No. It does not deter drunk driving
Police boards and governments should stop the savagery of online public shaming by police forces. Posting on a police website the names of those charged with impaired driving will not prevent a single DUI tragedy. It’s a demeaning stunt imported from U.S. populist haters.
News last week of York Regional Police posting on their website the names of everyone charged with impaired driving generated far more thumbs up than down on social media, because DUI tragedies understandably trigger public outrage and sympathy. YRP joins Niagara and Durham in the practice.
This version of internet shaming is new for YRP but ancient in its motivation. It’s just another iteration of the medieval pillory, wherein people are put in tortuous stocks in public squares to face jeering, and pelting with feces and rotten food.

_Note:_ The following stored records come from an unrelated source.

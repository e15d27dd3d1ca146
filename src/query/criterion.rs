use serde::{Deserialize, Serialize};
use std::collections::BTreeSet;
use std::fmt;

use super::field::SearchableField;
use super::value::QueryValue;
use crate::error::{QueryError, Result};

/// The four shapes a criterion can take.
#[derive(Debug, Serialize, Deserialize, Clone, Copy, PartialEq, Eq, PartialOrd, Ord, Hash)]
#[serde(rename_all = "SCREAMING_SNAKE_CASE")]
pub enum CriterionKind {
    Include,
    Exclude,
    Match,
    Range,
}

impl CriterionKind {
    pub const ALL: [CriterionKind; 4] = [Self::Include, Self::Exclude, Self::Match, Self::Range];

    /// Include and Exclude carry a value set, the other kinds a single value or range.
    pub fn is_multi_valued(self) -> bool {
        matches!(self, Self::Include | Self::Exclude)
    }
}

impl fmt::Display for CriterionKind {
    fn fmt(&self, f: &mut fmt::Formatter<'_>) -> fmt::Result {
        let name = match self {
            Self::Include => "Include",
            Self::Exclude => "Exclude",
            Self::Match => "Match",
            Self::Range => "Range",
        };
        f.write_str(name)
    }
}

/// Non-empty set of values for one field.
#[derive(Debug, Clone, PartialEq, Eq, Hash)]
pub struct ValueSet {
    field: SearchableField,
    values: BTreeSet<QueryValue>,
}

impl ValueSet {
    pub fn field(&self) -> SearchableField {
        self.field
    }

    pub fn values(&self) -> &BTreeSet<QueryValue> {
        &self.values
    }

    pub fn len(&self) -> usize {
        self.values.len()
    }

    pub fn is_empty(&self) -> bool {
        self.values.is_empty()
    }

    pub(crate) fn union(mut self, other: ValueSet) -> ValueSet {
        self.values.extend(other.values);
        self
    }
}

#[derive(Debug, Clone, PartialEq, Eq, Hash)]
pub struct SingleValue {
    field: SearchableField,
    value: QueryValue,
}

impl SingleValue {
    pub fn field(&self) -> SearchableField {
        self.field
    }

    pub fn value(&self) -> &QueryValue {
        &self.value
    }
}

/// Inclusive `[from, to]` bounds of one type.
#[derive(Debug, Clone, PartialEq, Eq, Hash)]
pub struct ValueRange {
    field: SearchableField,
    from: QueryValue,
    to: QueryValue,
}

impl ValueRange {
    pub fn field(&self) -> SearchableField {
        self.field
    }

    pub fn lower(&self) -> &QueryValue {
        &self.from
    }

    pub fn upper(&self) -> &QueryValue {
        &self.to
    }
}

/// A typed predicate over a single searchable field.
///
/// Values are checked against [`SearchableField::value_type`] when the criterion
/// is built, so a `QueryCriterion` in hand is always well typed. Include and
/// Exclude hold sets, which makes their equality independent of value order.
#[derive(Debug, Clone, PartialEq, Eq, Hash, Serialize, Deserialize)]
#[serde(try_from = "RawCriterion", into = "RawCriterion")]
pub enum QueryCriterion {
    /// Item must match at least one of the values.
    Include(ValueSet),
    /// Item must match none of the values.
    Exclude(ValueSet),
    /// Item must equal the value.
    Match(SingleValue),
    /// Item must lie within the bounds.
    Range(ValueRange),
}

impl QueryCriterion {
    pub fn include<I, V>(field: SearchableField, values: I) -> Result<Self>
    where
        I: IntoIterator<Item = V>,
        V: Into<QueryValue>,
    {
        value_set(field, CriterionKind::Include, values).map(Self::Include)
    }

    pub fn exclude<I, V>(field: SearchableField, values: I) -> Result<Self>
    where
        I: IntoIterator<Item = V>,
        V: Into<QueryValue>,
    {
        value_set(field, CriterionKind::Exclude, values).map(Self::Exclude)
    }

    pub fn matching(field: SearchableField, value: impl Into<QueryValue>) -> Result<Self> {
        let value = value.into();
        check_type(field, &value)?;
        Ok(Self::Match(SingleValue { field, value }))
    }

    pub fn range(
        field: SearchableField,
        from: impl Into<QueryValue>,
        to: impl Into<QueryValue>,
    ) -> Result<Self> {
        let (from, to) = (from.into(), to.into());
        if from.value_type() != to.value_type() {
            return Err(QueryError::RangeTypeMismatch {
                field,
                from: from.value_type(),
                to: to.value_type(),
            });
        }
        check_type(field, &from)?;
        Ok(Self::Range(ValueRange { field, from, to }))
    }

    pub fn field(&self) -> SearchableField {
        match self {
            Self::Include(set) | Self::Exclude(set) => set.field,
            Self::Match(single) => single.field,
            Self::Range(range) => range.field,
        }
    }

    pub fn kind(&self) -> CriterionKind {
        match self {
            Self::Include(_) => CriterionKind::Include,
            Self::Exclude(_) => CriterionKind::Exclude,
            Self::Match(_) => CriterionKind::Match,
            Self::Range(_) => CriterionKind::Range,
        }
    }

    /// Number of values carried; a range counts as one.
    pub fn value_count(&self) -> usize {
        match self {
            Self::Include(set) | Self::Exclude(set) => set.len(),
            Self::Match(_) | Self::Range(_) => 1,
        }
    }

    /// All carried values, range bounds in `from`, `to` order.
    pub fn values(&self) -> Vec<&QueryValue> {
        match self {
            Self::Include(set) | Self::Exclude(set) => set.values.iter().collect(),
            Self::Match(single) => vec![&single.value],
            Self::Range(range) => vec![&range.from, &range.to],
        }
    }
}

impl fmt::Display for QueryCriterion {
    fn fmt(&self, f: &mut fmt::Formatter<'_>) -> fmt::Result {
        write!(f, "{}({}, {} value(s))", self.kind(), self.field(), self.value_count())
    }
}

impl QueryCriterion {
    /// `Include` from values already known to be non-empty and well typed.
    pub(super) fn from_typed_include(field: SearchableField, values: BTreeSet<QueryValue>) -> Self {
        Self::Include(ValueSet::typed(field, values))
    }

    pub(super) fn from_typed_exclude(field: SearchableField, values: BTreeSet<QueryValue>) -> Self {
        Self::Exclude(ValueSet::typed(field, values))
    }

    pub(super) fn from_typed_value(field: SearchableField, value: QueryValue) -> Self {
        debug_assert_eq!(value.value_type(), field.value_type());
        Self::Match(SingleValue { field, value })
    }

    pub(super) fn from_typed_range(field: SearchableField, from: QueryValue, to: QueryValue) -> Self {
        debug_assert_eq!(from.value_type(), field.value_type());
        debug_assert_eq!(to.value_type(), field.value_type());
        Self::Range(ValueRange { field, from, to })
    }
}

impl ValueSet {
    fn typed(field: SearchableField, values: BTreeSet<QueryValue>) -> Self {
        debug_assert!(!values.is_empty());
        debug_assert!(values.iter().all(|v| v.value_type() == field.value_type()));
        Self { field, values }
    }
}

fn check_type(field: SearchableField, value: &QueryValue) -> Result<()> {
    let expected = field.value_type();
    let found = value.value_type();
    if expected == found {
        Ok(())
    } else {
        Err(QueryError::TypeMismatch {
            field,
            expected,
            found,
        })
    }
}

fn value_set<I, V>(field: SearchableField, kind: CriterionKind, values: I) -> Result<ValueSet>
where
    I: IntoIterator<Item = V>,
    V: Into<QueryValue>,
{
    let values = values.into_iter().map(Into::into).collect::<BTreeSet<_>>();
    if values.is_empty() {
        return Err(QueryError::EmptyValues { field, kind });
    }
    for value in &values {
        check_type(field, value)?;
    }
    Ok(ValueSet { field, values })
}

/// Unchecked wire shape; deserialization goes through the checked constructors.
#[derive(Serialize, Deserialize)]
#[serde(tag = "kind", rename_all = "SCREAMING_SNAKE_CASE")]
enum RawCriterion {
    Include {
        field: SearchableField,
        values: Vec<QueryValue>,
    },
    Exclude {
        field: SearchableField,
        values: Vec<QueryValue>,
    },
    Match {
        field: SearchableField,
        value: QueryValue,
    },
    Range {
        field: SearchableField,
        from: QueryValue,
        to: QueryValue,
    },
}

impl TryFrom<RawCriterion> for QueryCriterion {
    type Error = QueryError;

    fn try_from(raw: RawCriterion) -> Result<Self> {
        match raw {
            RawCriterion::Include { field, values } => Self::include(field, values),
            RawCriterion::Exclude { field, values } => Self::exclude(field, values),
            RawCriterion::Match { field, value } => Self::matching(field, value),
            RawCriterion::Range { field, from, to } => Self::range(field, from, to),
        }
    }
}

impl From<QueryCriterion> for RawCriterion {
    fn from(criterion: QueryCriterion) -> Self {
        match criterion {
            QueryCriterion::Include(set) => RawCriterion::Include {
                field: set.field,
                values: set.values.into_iter().collect(),
            },
            QueryCriterion::Exclude(set) => RawCriterion::Exclude {
                field: set.field,
                values: set.values.into_iter().collect(),
            },
            QueryCriterion::Match(single) => RawCriterion::Match {
                field: single.field,
                value: single.value,
            },
            QueryCriterion::Range(range) => RawCriterion::Range {
                field: range.field,
                from: range.from,
                to: range.to,
            },
        }
    }
}
use serde::{Deserialize, Serialize};
use std::fmt;

use super::value::ValueType;

/// Logical search dimensions a query can constrain.
///
/// The set is closed: sources declare which of these they understand through
/// [`SearchCapabilities`](super::SearchCapabilities), they cannot add new ones.
#[derive(Debug, Serialize, Deserialize, Clone, Copy, PartialEq, Eq, PartialOrd, Ord, Hash)]
#[serde(rename_all = "SCREAMING_SNAKE_CASE")]
pub enum SearchableField {
    TitleName,
    Tag,
    Author,
    Language,
    OriginalLanguage,
    State,
    ContentType,
    ContentRating,
    Demographic,
    PublicationYear,
}

impl SearchableField {
    pub const ALL: [SearchableField; 10] = [
        Self::TitleName,
        Self::Tag,
        Self::Author,
        Self::Language,
        Self::OriginalLanguage,
        Self::State,
        Self::ContentType,
        Self::ContentRating,
        Self::Demographic,
        Self::PublicationYear,
    ];

    /// Type every value carried for this field must have.
    pub fn value_type(self) -> ValueType {
        match self {
            Self::TitleName | Self::Author => ValueType::Text,
            Self::Tag => ValueType::Tag,
            Self::Language | Self::OriginalLanguage => ValueType::Locale,
            Self::State => ValueType::State,
            Self::ContentType => ValueType::ContentType,
            Self::ContentRating => ValueType::ContentRating,
            Self::Demographic => ValueType::Demographic,
            Self::PublicationYear => ValueType::Year,
        }
    }

    pub fn name(self) -> &'static str {
        match self {
            Self::TitleName => "TITLE_NAME",
            Self::Tag => "TAG",
            Self::Author => "AUTHOR",
            Self::Language => "LANGUAGE",
            Self::OriginalLanguage => "ORIGINAL_LANGUAGE",
            Self::State => "STATE",
            Self::ContentType => "CONTENT_TYPE",
            Self::ContentRating => "CONTENT_RATING",
            Self::Demographic => "DEMOGRAPHIC",
            Self::PublicationYear => "PUBLICATION_YEAR",
        }
    }
}

impl fmt::Display for SearchableField {
    fn fmt(&self, f: &mut fmt::Formatter<'_>) -> fmt::Result {
        f.write_str(self.name())
    }
}

#[cfg(test)]
mod tests {
    use super::*;

    #[test]
    fn test_display_matches_wire_name() {
        for field in SearchableField::ALL {
            let json = serde_json::to_string(&field).unwrap();
            assert_eq!(json, format!("\"{}\"", field));
        }
    }

    #[test]
    fn test_text_fields() {
        assert_eq!(SearchableField::TitleName.value_type(), ValueType::Text);
        assert_eq!(SearchableField::Author.value_type(), ValueType::Text);
        assert_eq!(SearchableField::PublicationYear.value_type(), ValueType::Year);
    }
}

The pillory was a form of corporal punishment that had long been abandoned by Canada and western society. Why? It was a cruel practice. It was also ineffective. After the Enlightenment, our society imagined that prisons could permit a mix of civilized punishment through supervised incapacitation and, in theory, through rehabilitation.
York Regional Police’s actions reflect a frustration with that modern punishment approach. Because it’s not work- ing to achieve the level of behavioural modification that police wish for their communities, notwithstanding that DUIs have been entirely denormalized in but a generation, thanks primarily to the organization Mothers Against Drunk Driving.
It’s one thing for citizens to engage in the internet shaming of others. It’s quite another when it’s done by authorities with great legal powers. If nothing else, it is an affront to the presumption of innocence for a police department to do this. These charges should be thrown out by the courts tomorrow.
People who haven’t had their trial will lose jobs over this chief’s actions, today. Before you say that they deserve to be jobless, remember: they’ve been arrested and charged, the keys have been taken away, while they await their legal fate. Do they also deserve to be immediately sentenced to interminable unemployment — without a trial?
Meanwhile, there is zero evidence that this will provide a deterrent over and above the existing (disproven) deterrents arising from the legal system: licence suspension or prohibition, criminal record, jail. Nor is YRP asking the public for information on these folks. Either police have the forensic evidence or they don’t.
So if it’s not for investigative purposes and it’s not a deterrent, then YRP is insulting the public’s intelligence by engaging in public shaming to no end. This amounts to either a double punishment (if convicted, the mug gets internet shaming without a trial plus the legal punishment of licence suspension plus fine and/or jail time) or wrongful public shaming because they weren’t convicted, amounting to a slander.
Don’t be fooled. This is a PR move parading as a public safety gesture. Online vigilantism by the police may be illegal and unconstitutional. But it’s also, back to my first point, a reflection of a community’s values. Is this what the people of York Region wish for their community? An online pillory?
Before your bloodthirsty “yes!” gets posted, consider where we go with this thinking. Why not permit police to publish names of people they just don’t like? Or why not every crime? Who needs a legal system?
To take out society’s frustration with our legal system, or to take out the undeniable tragedy of impaired driving deaths in such a fashion takes us down the path that led to lynching, witch hunts, and McCarthyism.
Put another way, it’s not very Canadian. Maybe some police leadership actually believe it’s good public policy but in the end it’s just cheap and ugly mob rule, because none of those public interest justifications stand up to scrutiny.
Police boards who tolerate this online pillory are appealing to the worst in all of us, when they are supposed to bring out the better.